Fig. 3: The α-Syn spreading is reduced in PFF-seeded A53T mice lacking TLR2.

A53T^+/+ mice were crossed with TLR2^−/− mice to generate A53T^ΔTLR2 double transgenic mice. These mice were validated by genetic screening where 324 and 247 bp bands correspond to nTg and A53T Tg mice respectively (marked with arrows). Similarly, 499 and 334 bp bands indicate nTg and TLR2^−/− mice respectively (shown with arrows) (a). Spreading of α-syn in SN of PFF-seeded A53T and A53T^ΔTLR2 mice was compared by assessing total α-syn level in Triton X-100 soluble (b, d) and insoluble (c, e, p = 0.0027 for A53T + PBS vs A53T + PFF and p = 0.014 for A53T + PFF vs A53T^ΔTLR2+PFF) fractions by immunoblotting. Actin was used as the loading control. Level of pSyn129 in SN (f, g, p = 0.00015 for A53T + PFF vs A53T^ΔTLR2+PFF) and motor cortex (h, i, p = 0.0003 for A53T + PFF vs A53T^ΔTLR2+PFF) was monitored by immunostaining (f, h) followed by pSyn129 intensity analysis using Fiji.
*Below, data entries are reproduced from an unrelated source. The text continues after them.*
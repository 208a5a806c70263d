//! Process configuration.

use std::{path::PathBuf, time::Duration};

/// Remote root used when none is configured.
pub const DEFAULT_WORKDIR: &str = "/workspaces";

/// Default cap on search/find result lines.
pub const DEFAULT_MAX_RESULTS: usize = 200;

/// Configuration shared by every component of one bridge process.
#[derive(Debug, Clone, PartialEq, Eq)]
pub struct BridgeConfig {
    /// Remote target identifier (codespace name).
    pub target: String,

    /// Remote root; default working directory for commands and searches.
    pub workdir: String,

    /// Local directory for the SSH config and control socket.
    pub state_dir: PathBuf,

    /// How long the SSH master lingers after the last client disconnects.
    pub control_persist: Duration,

    /// Wait between starting an async session and the first read.
    pub start_grace: Duration,

    /// Default wait before reading an async session.
    pub read_delay: Duration,

    /// Cap on lines returned by search and find.
    pub max_results: usize,
}

impl BridgeConfig {
    /// Configuration for `target` with defaults everywhere else.
    #[must_use]
    pub fn new(target: impl Into<String>) -> Self {
        Self {
            target: target.into(),
            workdir: DEFAULT_WORKDIR.to_string(),
            state_dir: Self::default_state_dir(),
            control_persist: Duration::from_secs(600),
            start_grace: Duration::from_secs(1),
            read_delay: Duration::from_secs(2),
            max_results: DEFAULT_MAX_RESULTS,
        }
    }

    /// Override the remote root. Empty values keep the default.
    #[must_use]
    pub fn with_workdir(mut self, workdir: impl Into<String>) -> Self {
        let workdir = workdir.into();
        let trimmed = workdir.trim_end_matches('/');
        if !trimmed.is_empty() {
            self.workdir = trimmed.to_string();
        } else if workdir.starts_with('/') {
            self.workdir = "/".to_string();
        }
        self
    }

    /// Override the local state directory.
    #[must_use]
    pub fn with_state_dir(mut self, dir: impl Into<PathBuf>) -> Self {
        self.state_dir = dir.into();
        self
    }

    /// `~/.codespace-bridge`, or a temp dir when there is no home.
    #[must_use]
    pub fn default_state_dir() -> PathBuf {
        dirs::home_dir()
            .unwrap_or_else(std::env::temp_dir)
            .join(".codespace-bridge")
    }

    /// Control socket of the SSH master for this target.
    #[must_use]
    pub fn control_socket_path(&self) -> PathBuf {
        self.state_dir.join(format!(".ssh-{}", self.target))
    }

    /// Generated SSH config for this target.
    #[must_use]
    pub fn ssh_config_path(&self) -> PathBuf {
        self.state_dir.join(format!(".ssh-config-{}", self.target))
    }
}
Two sections from each brain were used for staining and individual values from each section are shown. Two-way ANOVA was performed to determine statistical significance among different groups. *p < 0.05, **p < 0.01, and ***p < 0.001 indicate significance compared to respective groups. Values are given as mean ± SEM (n = 4 animals per group).